E.P. Dutton & Co. New York

First edition 1929

my copy 1937, 121st printing

Nineteen thirty-seven, nine years after the first edition was published, the rear jacket panel on my copy reads, 121st printing. In reality that is all a review needs to say. The Story of San Michele is an autobiography, mingled with history, steeped in a romance, adorned with the Mediterranean sun. It is not only about a mans life, it is a guidepost for a life.

Dr. Axel Munthe was born and raised in Sweden, he studied medicine in France. Upon completion he opened a practice in Paris. In 1884 he found himself in Naples assisting with a cholera outbreak. In 1887, he managed to buy the ruins of the villa that became his San Michele, a place he visited in his youth, along the Phoenician steps near the village of Anacapri.

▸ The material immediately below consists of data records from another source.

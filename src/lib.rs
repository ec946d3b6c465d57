mod cli;
pub mod clock;
pub mod coordinator;
pub mod db;
pub mod errors;
pub mod jar;
pub mod models;
pub mod settings;
pub mod share;
pub mod storage;
pub mod store;

pub use crate::clock::{Clock, FixedClock, SystemClock};
pub use crate::coordinator::ViewCoordinator;
pub use crate::db::Database;
pub use crate::errors::{AppError, AppResult};
pub use crate::models::{AppSettings, AppView, BackfillPolicy, Jar, JarStats, MemoryStar, MonthGroup};
pub use crate::storage::{MemoryStorage, SlotStorage};
pub use crate::store::JarStore;

use std::path::{Path, PathBuf};
use std::sync::Arc;
use tracing_appender::non_blocking::WorkerGuard;

pub const DATA_DIR_ENV: &str = "STAR_JAR_DATA_DIR";
const DB_FILE_NAME: &str = "jar.sqlite";

static LOG_GUARD: std::sync::OnceLock<WorkerGuard> = std::sync::OnceLock::new();

/// Opens the SQLite-backed store under `data_dir` with the system clock.
pub fn open_store(data_dir: &Path) -> AppResult<JarStore> {
    let db = Database::new(&data_dir.join(DB_FILE_NAME))?;
    tracing::debug!(path = %db.path().display(), "opened jar database");
    Ok(JarStore::new(Arc::new(db), Arc::new(SystemClock)))
}

/// `$STAR_JAR_DATA_DIR`, falling back to `.star-jar` in the home directory.
pub fn default_data_dir() -> AppResult<PathBuf> {
    if let Ok(dir) = std::env::var(DATA_DIR_ENV) {
        if !dir.trim().is_empty() {
            return Ok(PathBuf::from(dir));
        }
    }

    #[cfg(unix)]
    {
        if let Ok(home) = std::env::var("HOME") {
            return Ok(PathBuf::from(home).join(".star-jar"));
        }
    }

    #[cfg(windows)]
    {
        if let Ok(home) = std::env::var("USERPROFILE") {
            return Ok(PathBuf::from(home).join(".star-jar"));
        }
    }

    Err(AppError::NotFound(format!(
        "Unable to determine a data directory; set {DATA_DIR_ENV}"
    )))
}

pub fn init_tracing(log_dir: &Path) -> AppResult<()> {
    std::fs::create_dir_all(log_dir)?;
    let file_appender = tracing_appender::rolling::daily(log_dir, "star-jar.log");
    let (non_blocking, guard) = tracing_appender::non_blocking(file_appender);
    let _ = LOG_GUARD.set(guard);

    tracing_subscriber::fmt()
        .with_env_filter(
            tracing_subscriber::EnvFilter::try_from_default_env()
                .unwrap_or_else(|_| tracing_subscriber::EnvFilter::new("info")),
        )
        .json()
        .with_writer(non_blocking)
        .try_init()
        .map_err(|error| AppError::Internal(error.to_string()))
}

pub fn run() {
    if let Err(error) = cli::run() {
        eprintln!("{}", to_client_error(error));
        std::process::exit(1);
    }
}

fn to_client_error(error: impl std::fmt::Display) -> String {
    error.to_string()
}
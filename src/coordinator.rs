//! Presentation state on top of the store.
//!
//! The coordinator reads the current jar once, keeps it in memory, and swaps in
//! whatever jar the store hands back after each mutation.

use crate::errors::{AppError, AppResult};
use crate::jar;
use crate::models::{AppView, Jar, JarStats, MemoryStar, MonthGroup};
use crate::share;
use crate::store::JarStore;
use chrono::NaiveDate;

pub struct ViewCoordinator {
    store: JarStore,
    jar: Jar,
    view: AppView,
    shared_star: Option<MemoryStar>,
}

impl ViewCoordinator {
    /// Loads the current jar and picks the opening screen. A link carrying a
    /// `star` id that resolves opens the shared star; anything else opens the jar.
    pub fn start(store: JarStore, link: Option<&str>) -> AppResult<Self> {
        let jar = store.current_jar()?;
        let shared_star = match link.and_then(share::star_id_from_link) {
            Some(star_id) => {
                let found = resolve_shared_star(&store, &jar, &star_id)?;
                if found.is_none() {
                    tracing::warn!(star_id = %star_id, "shared star not found");
                }
                found
            }
            None => None,
        };
        let view = if shared_star.is_some() {
            AppView::SharedStar
        } else {
            AppView::Jar
        };

        Ok(Self {
            store,
            jar,
            view,
            shared_star,
        })
    }

    pub fn view(&self) -> AppView {
        self.view
    }

    pub fn jar(&self) -> &Jar {
        &self.jar
    }

    pub fn shared_star(&self) -> Option<&MemoryStar> {
        self.shared_star.as_ref()
    }

    pub fn store(&self) -> &JarStore {
        &self.store
    }

    pub fn begin_write(&mut self) {
        self.set_view(AppView::Write);
    }

    pub fn cancel_write(&mut self) {
        self.set_view(AppView::Jar);
    }

    /// Validates and records a memory, then parks on `Home` while the star
    /// folds. Call [`Self::finish_folding`] to land back on the jar.
    pub fn submit_memory(&mut self, content: &str, date: Option<NaiveDate>) -> AppResult<MemoryStar> {
        let max_chars = self.store.settings()?.max_content_chars;
        let content = validate_content(content, max_chars)?;
        let date = date.unwrap_or_else(|| self.store.clock().today());

        self.jar = self.store.add_star(&self.jar, &content, Some(date))?;
        self.set_view(AppView::Home);

        self.jar
            .stars
            .iter()
            .find(|star| star.date == date)
            .cloned()
            .ok_or_else(|| AppError::Internal(format!("star for {date} missing after save")))
    }

    pub fn finish_folding(&mut self) {
        self.set_view(AppView::Jar);
    }

    /// Returns whether a star with `star_id` existed to be edited.
    pub fn edit_memory(&mut self, star_id: &str, content: &str) -> AppResult<bool> {
        let max_chars = self.store.settings()?.max_content_chars;
        let content = validate_content(content, max_chars)?;
        let exists = jar::star_by_id(&self.jar, star_id).is_some();
        self.jar = self.store.update_star_content(&self.jar, star_id, &content)?;
        Ok(exists)
    }

    pub fn view_recap(&mut self) {
        self.set_view(AppView::Recap);
    }

    pub fn back_to_jar(&mut self) {
        self.set_view(AppView::Jar);
    }

    pub fn create_own_from_shared(&mut self) {
        self.shared_star = None;
        self.set_view(AppView::Jar);
    }

    /// Re-reads the current jar, picking up a year rollover.
    pub fn refresh(&mut self) -> AppResult<()> {
        self.jar = self.store.current_jar()?;
        Ok(())
    }

    pub fn shake(&self) -> Option<MemoryStar> {
        self.store.random_star(&self.jar)
    }

    pub fn share_link(&self, star: &MemoryStar) -> AppResult<String> {
        let settings = self.store.settings()?;
        Ok(share::share_url(&settings.share_base_url, &star.id))
    }

    pub fn has_star_today(&self) -> bool {
        self.store.has_star_for_today(&self.jar)
    }

    pub fn available_past_dates(&self) -> Vec<NaiveDate> {
        self.store.available_past_dates(&self.jar)
    }

    pub fn stats(&self) -> JarStats {
        jar::stats(&self.jar)
    }

    pub fn recap(&self) -> Vec<MonthGroup> {
        jar::stars_by_month(&self.jar)
    }

    fn set_view(&mut self, next: AppView) {
        tracing::debug!(from = self.view.as_str(), to = next.as_str(), "view change");
        self.view = next;
    }
}

/// Trims a memory and enforces the input bounds: not blank, at most
/// `max_chars` characters.
pub fn validate_content(raw: &str, max_chars: usize) -> AppResult<String> {
    let content = raw.trim();
    if content.is_empty() {
        return Err(AppError::InvalidInput("memory is empty".to_string()));
    }
    let length = content.chars().count();
    if length > max_chars {
        return Err(AppError::InvalidInput(format!(
            "memory is {length} characters; the limit is {max_chars}"
        )));
    }
    Ok(content.to_string())
}

fn resolve_shared_star(store: &JarStore, jar: &Jar, star_id: &str) -> AppResult<Option<MemoryStar>> {
    if let Some(star) = store.star_by_id(jar, star_id) {
        return Ok(Some(star));
    }
    for year in store.archived_years()? {
        if let Some(archived) = store.archived_jar(year)? {
            if let Some(star) = store.star_by_id(&archived, star_id) {
                return Ok(Some(star));
            }
        }
    }
    Ok(None)
}
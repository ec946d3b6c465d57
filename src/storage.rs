//! Key/value slots holding serialized jars and settings.
//!
//! Each slot write replaces the whole value at once. Implementations must be
//! shareable between threads; [`crate::db::Database`] is the on-disk backend and
//! [`MemoryStorage`] the in-process one used by tests.

use crate::errors::{AppError, AppResult};
use std::collections::BTreeMap;
use std::sync::Mutex;

pub trait SlotStorage: Send + Sync {
    fn get(&self, key: &str) -> AppResult<Option<String>>;

    fn set(&self, key: &str, value: &str) -> AppResult<()>;

    /// All slot keys, in no particular order.
    fn keys(&self) -> AppResult<Vec<String>>;

    fn contains(&self, key: &str) -> AppResult<bool> {
        Ok(self.get(key)?.is_some())
    }
}

#[derive(Debug, Default)]
pub struct MemoryStorage {
    slots: Mutex<BTreeMap<String, String>>,
}

impl MemoryStorage {
    pub fn new() -> Self {
        Self::default()
    }

    fn slots(&self) -> AppResult<std::sync::MutexGuard<'_, BTreeMap<String, String>>> {
        self.slots
            .lock()
            .map_err(|_| AppError::Internal("memory storage mutex poisoned".to_string()))
    }
}

impl SlotStorage for MemoryStorage {
    fn get(&self, key: &str) -> AppResult<Option<String>> {
        Ok(self.slots()?.get(key).cloned())
    }

    fn set(&self, key: &str, value: &str) -> AppResult<()> {
        self.slots()?.insert(key.to_string(), value.to_string());
        Ok(())
    }

    fn keys(&self) -> AppResult<Vec<String>> {
        Ok(self.slots()?.keys().cloned().collect())
    }

    fn contains(&self, key: &str) -> AppResult<bool> {
        Ok(self.slots()?.contains_key(key))
    }
}
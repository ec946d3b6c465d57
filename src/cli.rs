use crate::coordinator::ViewCoordinator;
use crate::errors::{AppError, AppResult};
use crate::jar;
use crate::models::MemoryStar;
use crate::DATA_DIR_ENV;
use chrono::NaiveDate;
use clap::{Parser, Subcommand};
use std::path::PathBuf;

#[derive(Parser)]
#[command(name = "star-jar", author, version, about = "One small memory a day, folded into a star", long_about = None)]
struct Cli {
    #[command(subcommand)]
    command: Commands,

    /// Directory holding the jar database and logs
    #[arg(long, short = 'd', env = DATA_DIR_ENV, global = true)]
    data_dir: Option<PathBuf>,
}

#[derive(Subcommand)]
enum Commands {
    /// Show whether today already has a star
    Today,

    /// Fold a memory into the jar (today unless --date is given)
    Add {
        content: String,

        /// Date to backfill, YYYY-MM-DD
        #[arg(long)]
        date: Option<NaiveDate>,
    },

    /// Rewrite the content of an existing star
    Edit { id: String, content: String },

    /// Print one star
    Show { id: String },

    /// List this year's stars by date
    List,

    /// List this year's days without a star
    Dates,

    /// Pull a random star out of the jar
    Shake,

    /// Month-by-month recap of this year
    Recap,

    /// List archived years, or print one archived jar
    Archives { year: Option<i32> },

    /// Print a share link for a star
    Share { id: String },

    /// Resolve a share link
    Open { link: String },

    /// Print settings, or merge a JSON patch into them
    Settings { patch: Option<String> },
}

pub fn run() -> AppResult<()> {
    let cli = Cli::parse();
    let data_dir = match cli.data_dir {
        Some(dir) => dir,
        None => crate::default_data_dir()?,
    };
    crate::init_tracing(&data_dir.join("logs"))?;
    let store = crate::open_store(&data_dir)?;

    let link = match &cli.command {
        Commands::Open { link } => Some(link.clone()),
        _ => None,
    };
    let mut coordinator = ViewCoordinator::start(store, link.as_deref())?;
    match cli.command {
        Commands::Today => {
            let today = coordinator.store().clock().today();
            if coordinator.has_star_today() {
                println!("{} already has a star.", jar::format_date(today));
            } else {
                println!("Nothing folded yet for {}.", jar::format_date(today));
            }
        }
        Commands::Add { content, date } => {
            coordinator.begin_write();
            let star = coordinator.submit_memory(&content, date)?;
            coordinator.finish_folding();
            println!("★ folded into the {} jar", coordinator.jar().year);
            print_star(&star);
        }
        Commands::Edit { id, content } => {
            if !coordinator.edit_memory(&id, &content)? {
                return Err(AppError::NotFound(format!("No star with id {id}")));
            }
            if let Some(star) = coordinator.store().star_by_id(coordinator.jar(), &id) {
                print_star(&star);
            }
        }
        Commands::Show { id } => {
            let star = coordinator
                .store()
                .star_by_id(coordinator.jar(), &id)
                .ok_or_else(|| AppError::NotFound(format!("No star with id {id}")))?;
            print_star(&star);
        }
        Commands::List => {
            for star in jar::stars_by_date(coordinator.jar()) {
                print_star(&star);
            }
        }
        Commands::Dates => {
            for date in coordinator.available_past_dates() {
                println!("{date}");
            }
        }
        Commands::Shake => match coordinator.shake() {
            Some(star) => print_star(&star),
            None => println!("The jar is empty."),
        },
        Commands::Recap => {
            coordinator.view_recap();
            let stats = coordinator.stats();
            println!(
                "{} memories: {} stars, {} days to go",
                stats.year, stats.star_count, stats.days_to_go
            );
            for group in coordinator.recap() {
                println!();
                println!("{}", group.month);
                for star in &group.stars {
                    print_star(star);
                }
            }
        }
        Commands::Archives { year: None } => {
            for year in coordinator.store().archived_years()? {
                println!("{year}");
            }
        }
        Commands::Archives { year: Some(year) } => {
            let archived = coordinator
                .store()
                .archived_jar(year)?
                .ok_or_else(|| AppError::NotFound(format!("No archived jar for {year}")))?;
            for star in jar::stars_by_date(&archived) {
                print_star(&star);
            }
        }
        Commands::Share { id } => {
            let star = coordinator
                .store()
                .star_by_id(coordinator.jar(), &id)
                .ok_or_else(|| AppError::NotFound(format!("No star with id {id}")))?;
            println!("{}", coordinator.share_link(&star)?);
        }
        Commands::Settings { patch } => {
            let settings = match patch {
                Some(raw) => {
                    let update: serde_json::Value = serde_json::from_str(&raw)
                        .map_err(|error| AppError::InvalidInput(error.to_string()))?;
                    coordinator.store().update_settings(update)?
                }
                None => coordinator.store().settings()?,
            };
            println!("{}", serde_json::to_string_pretty(&settings)?);
        }
        Commands::Open { link } => {
            let star = coordinator
                .shared_star()
                .ok_or_else(|| AppError::NotFound(format!("No star behind {link}")))?;
            print_star(star);
        }
    }

    Ok(())
}

fn print_star(star: &MemoryStar) {
    println!("{}  {}", jar::format_date(star.date), star.content);
    println!("    id: {}", star.id);
}
//! Pure jar transformations.
//!
//! Nothing here touches storage or reads the wall clock: callers pass `today`
//! and `now_ms` in and persist whatever comes back. Inputs are never mutated.

use crate::models::{Jar, JarStats, MemoryStar, MonthGroup};
use chrono::{Datelike, NaiveDate};
use rand::Rng;
use std::collections::{BTreeMap, HashSet};
use uuid::Uuid;

pub fn new_jar(year: i32, now_ms: i64) -> Jar {
    Jar {
        id: Uuid::new_v4().to_string(),
        year,
        stars: Vec::new(),
        created_at: now_ms,
    }
}

pub fn new_star(date: NaiveDate, content: &str, now_ms: i64) -> MemoryStar {
    MemoryStar {
        id: Uuid::new_v4().to_string(),
        date,
        content: content.to_string(),
        created_at: now_ms,
    }
}

/// Returns a jar holding exactly one star for `date`, carrying `content`.
///
/// An existing star for that date is swapped for a freshly minted one at the
/// same position; otherwise the new star is appended.
pub fn with_star_for_date(jar: &Jar, content: &str, date: NaiveDate, now_ms: i64) -> Jar {
    let star = new_star(date, content, now_ms);
    let mut stars = jar.stars.clone();
    match stars.iter().position(|existing| existing.date == date) {
        Some(index) => stars[index] = star,
        None => stars.push(star),
    }
    Jar {
        stars,
        ..jar.clone()
    }
}

/// Replaces the content of the star with `star_id`. Unknown ids yield an
/// identical jar.
pub fn with_star_content(jar: &Jar, star_id: &str, content: &str) -> Jar {
    let stars = jar
        .stars
        .iter()
        .map(|star| {
            if star.id == star_id {
                MemoryStar {
                    content: content.to_string(),
                    ..star.clone()
                }
            } else {
                star.clone()
            }
        })
        .collect();
    Jar {
        stars,
        ..jar.clone()
    }
}

pub fn has_star_for_date(jar: &Jar, date: NaiveDate) -> bool {
    jar.stars.iter().any(|star| star.date == date)
}

pub fn star_by_id<'a>(jar: &'a Jar, star_id: &str) -> Option<&'a MemoryStar> {
    jar.stars.iter().find(|star| star.id == star_id)
}

/// Dates from Jan 1 of the jar's year through `today` (capped at Dec 31 of
/// that year) that have no star yet, ascending.
pub fn available_past_dates(jar: &Jar, today: NaiveDate) -> Vec<NaiveDate> {
    let (Some(start), Some(year_end)) = (
        NaiveDate::from_ymd_opt(jar.year, 1, 1),
        NaiveDate::from_ymd_opt(jar.year, 12, 31),
    ) else {
        return Vec::new();
    };
    let end = today.min(year_end);
    let taken: HashSet<NaiveDate> = jar.stars.iter().map(|star| star.date).collect();

    start
        .iter_days()
        .take_while(|date| *date <= end)
        .filter(|date| !taken.contains(date))
        .collect()
}

pub fn random_star<'a, R: Rng>(jar: &'a Jar, rng: &mut R) -> Option<&'a MemoryStar> {
    if jar.stars.is_empty() {
        return None;
    }
    let index = rng.random_range(0..jar.stars.len());
    jar.stars.get(index)
}

/// Stars ordered by date. Insertion order breaks ties.
pub fn stars_by_date(jar: &Jar) -> Vec<MemoryStar> {
    let mut stars = jar.stars.clone();
    stars.sort_by_key(|star| star.date);
    stars
}

/// One group per calendar month, January first. Stars dated outside the
/// jar's year join the group for their month.
pub fn stars_by_month(jar: &Jar) -> Vec<MonthGroup> {
    let mut by_month: BTreeMap<u32, Vec<MemoryStar>> = BTreeMap::new();
    for star in stars_by_date(jar) {
        by_month.entry(star.date.month()).or_default().push(star);
    }
    by_month
        .into_values()
        .filter_map(|stars| {
            let month = stars.first()?.date.format("%B").to_string();
            Some(MonthGroup { month, stars })
        })
        .collect()
}

pub fn stats(jar: &Jar) -> JarStats {
    JarStats {
        year: jar.year,
        star_count: jar.stars.len(),
        days_to_go: 365usize.saturating_sub(jar.stars.len()),
    }
}

/// Long display form, e.g. `Friday, March 1, 2024`.
pub fn format_date(date: NaiveDate) -> String {
    date.format("%A, %B %-d, %Y").to_string()
}

#[cfg(test)]
mod tests {
    use super::*;
    use rand::rngs::StdRng;
    use rand::SeedableRng;
    use std::collections::HashMap;

    fn date(year: i32, month: u32, day: u32) -> NaiveDate {
        NaiveDate::from_ymd_opt(year, month, day).expect("valid date")
    }

    fn empty_jar(year: i32) -> Jar {
        new_jar(year, 1_700_000_000_000)
    }

    #[test]
    fn adding_twice_for_same_date_replaces_the_star() {
        let jar = empty_jar(2024);
        let first = with_star_for_date(&jar, "Sunny walk", date(2024, 3, 1), 10);
        assert_eq!(first.stars.len(), 1);
        assert_eq!(first.stars[0].content, "Sunny walk");
        assert_eq!(first.stars[0].date, date(2024, 3, 1));

        let second = with_star_for_date(&first, "Rainy walk", date(2024, 3, 1), 20);
        assert_eq!(second.stars.len(), 1);
        assert_eq!(second.stars[0].content, "Rainy walk");
        assert_ne!(second.stars[0].id, first.stars[0].id);
        assert_eq!(second.stars[0].created_at, 20);

        assert!(jar.stars.is_empty());
        assert_eq!(first.stars[0].content, "Sunny walk");
    }

    #[test]
    fn replacement_keeps_position_and_other_stars() {
        let mut jar = empty_jar(2024);
        for (day, content) in [(5, "a"), (2, "b"), (9, "c")] {
            jar = with_star_for_date(&jar, content, date(2024, 1, day), i64::from(day));
        }
        let replaced = with_star_for_date(&jar, "b2", date(2024, 1, 2), 99);

        let contents: Vec<&str> = replaced.stars.iter().map(|star| star.content.as_str()).collect();
        assert_eq!(contents, vec!["a", "b2", "c"]);
        assert_eq!(replaced.id, jar.id);
        assert_eq!(replaced.created_at, jar.created_at);
    }

    #[test]
    fn any_sequence_of_adds_keeps_one_star_per_date() {
        let mut jar = empty_jar(2024);
        let days = [1, 3, 1, 7, 3, 3, 12, 1];
        for (step, day) in days.iter().enumerate() {
            jar = with_star_for_date(&jar, &format!("step {step}"), date(2024, 2, *day), step as i64);
        }

        let mut per_date: HashMap<NaiveDate, usize> = HashMap::new();
        for star in &jar.stars {
            *per_date.entry(star.date).or_default() += 1;
        }
        assert_eq!(per_date.len(), 4);
        assert!(per_date.values().all(|count| *count == 1));

        let latest_for_first = jar
            .stars
            .iter()
            .find(|star| star.date == date(2024, 2, 1))
            .expect("star for feb 1");
        assert_eq!(latest_for_first.content, "step 7");
    }

    #[test]
    fn editing_changes_only_content_of_matching_star() {
        let jar = with_star_for_date(&empty_jar(2024), "first", date(2024, 4, 1), 1);
        let jar = with_star_for_date(&jar, "second", date(2024, 4, 2), 2);
        let target = jar.stars[0].clone();

        let edited = with_star_content(&jar, &target.id, "rewritten");
        assert_eq!(edited.stars[0].id, target.id);
        assert_eq!(edited.stars[0].date, target.date);
        assert_eq!(edited.stars[0].created_at, target.created_at);
        assert_eq!(edited.stars[0].content, "rewritten");
        assert_eq!(edited.stars[1], jar.stars[1]);
    }

    #[test]
    fn editing_unknown_id_returns_equal_jar() {
        let jar = with_star_for_date(&empty_jar(2024), "only", date(2024, 4, 1), 1);
        let edited = with_star_content(&jar, "missing-id", "ignored");
        assert_eq!(edited, jar);
    }

    #[test]
    fn star_lookups() {
        let jar = with_star_for_date(&empty_jar(2024), "hello", date(2024, 6, 15), 1);
        let id = jar.stars[0].id.clone();

        assert!(has_star_for_date(&jar, date(2024, 6, 15)));
        assert!(!has_star_for_date(&jar, date(2024, 6, 16)));
        assert_eq!(star_by_id(&jar, &id).map(|star| star.content.as_str()), Some("hello"));
        assert!(star_by_id(&jar, "nope").is_none());
    }

    #[test]
    fn past_dates_cover_every_day_through_today() {
        let jar = empty_jar(2024);
        let today = date(2024, 3, 10);
        let dates = available_past_dates(&jar, today);

        // 2024 is a leap year: 31 + 29 + 10
        assert_eq!(dates.len(), 70);
        assert_eq!(dates.first(), Some(&date(2024, 1, 1)));
        assert_eq!(dates.last(), Some(&today));
        assert!(dates.windows(2).all(|pair| pair[0] < pair[1]));
        assert!(dates.contains(&date(2024, 2, 29)));
    }

    #[test]
    fn past_dates_skip_recorded_days() {
        let jar = with_star_for_date(&empty_jar(2024), "x", date(2024, 1, 2), 1);
        let jar = with_star_for_date(&jar, "y", date(2024, 1, 4), 2);
        let dates = available_past_dates(&jar, date(2024, 1, 5));
        assert_eq!(dates, vec![date(2024, 1, 1), date(2024, 1, 3), date(2024, 1, 5)]);
    }

    #[test]
    fn past_dates_are_bounded_by_the_jar_year() {
        let jar = empty_jar(2023);
        assert_eq!(available_past_dates(&jar, date(2024, 2, 1)).len(), 365);
        assert!(available_past_dates(&jar, date(2022, 12, 31)).is_empty());
    }

    #[test]
    fn random_star_is_none_for_empty_jar() {
        let mut rng = StdRng::seed_from_u64(7);
        assert!(random_star(&empty_jar(2024), &mut rng).is_none());
    }

    #[test]
    fn random_star_picks_each_star_about_equally() {
        let mut jar = empty_jar(2024);
        for day in 1..=4 {
            jar = with_star_for_date(&jar, &format!("day {day}"), date(2024, 5, day), i64::from(day));
        }

        let mut rng = StdRng::seed_from_u64(42);
        let trials = 40_000;
        let mut counts: HashMap<String, usize> = HashMap::new();
        for _ in 0..trials {
            let star = random_star(&jar, &mut rng).expect("non-empty jar");
            *counts.entry(star.id.clone()).or_default() += 1;
        }

        assert_eq!(counts.len(), 4);
        for count in counts.values() {
            let frequency = *count as f64 / trials as f64;
            assert!((frequency - 0.25).abs() < 0.02, "frequency {frequency}");
        }
    }

    #[test]
    fn recap_orders_and_groups_by_month() {
        let mut jar = empty_jar(2024);
        for (month, day, content) in [(3, 4, "c"), (1, 20, "b"), (1, 2, "a"), (3, 1, "d")] {
            jar = with_star_for_date(&jar, content, date(2024, month, day), 1);
        }

        let sorted = stars_by_date(&jar);
        let contents: Vec<&str> = sorted.iter().map(|star| star.content.as_str()).collect();
        assert_eq!(contents, vec!["a", "b", "d", "c"]);

        let groups = stars_by_month(&jar);
        assert_eq!(groups.len(), 2);
        assert_eq!(groups[0].month, "January");
        assert_eq!(groups[0].stars.len(), 2);
        assert_eq!(groups[1].month, "March");
        assert_eq!(groups[1].stars[0].content, "d");
    }

    #[test]
    fn recap_keeps_one_group_per_month_across_years() {
        let mut jar = empty_jar(2024);
        for (year, month, day, content) in [(2023, 12, 31, "eve"), (2024, 1, 5, "jan"), (2024, 12, 1, "dec")] {
            jar = with_star_for_date(&jar, content, date(year, month, day), 1);
        }

        let groups = stars_by_month(&jar);
        let months: Vec<&str> = groups.iter().map(|group| group.month.as_str()).collect();
        assert_eq!(months, vec!["January", "December"]);
        let december: Vec<&str> = groups[1].stars.iter().map(|star| star.content.as_str()).collect();
        assert_eq!(december, vec!["eve", "dec"]);
    }

    #[test]
    fn stats_and_formatting() {
        let jar = with_star_for_date(&empty_jar(2024), "x", date(2024, 3, 1), 1);
        let summary = stats(&jar);
        assert_eq!(summary.star_count, 1);
        assert_eq!(summary.days_to_go, 364);
        assert_eq!(format_date(date(2024, 3, 1)), "Friday, March 1, 2024");
    }
}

During his time in Naples he began writing letters home describing the epidemic and resulting poverty. Some of these letters were published under the heading “Letters from Napoli’, firmly establishing his writing career.

At the outset of World War One, he left his home in France and immigrated to England, Henry James was his sponsor. Guy de Maupassant was his friend. He lead his doctors life. He became a physician to Royalty and worked with the French Red Cross at hospitals in France and in London. His travels brought him through Monte Carlo as well as Russia.

Munthe writes with enthusiasm, with humor and irony, he is sometimes provocative. He unfolds life’s little pleasures and allows those who visit a chance to appreciate them. This masterpiece brings with it the sense of an archeological expedition. Unearthing the mosaic walks, trod by both noblemen and servants alike and now serving as cool pathways along marble columns, firey bougainvillea please the eyes, while the scent of lime comes from trees carefully tended. It is a story of a life, a project powered by devotion. A story of a mans garden tilled from the soil which yielded busts from Roman emperors and hidden frescos.

Dr. Munthe traveled widely, he collected art and antiquities. He healed, he failed to heal, and he cast his lot with the gods, amongst the ruins of Imperial Rome, his view – from the ancient site of Roman Emperor Tiberius’ villa, the Tyrrhenian Sea, in the sunlight of the Isle of Capri.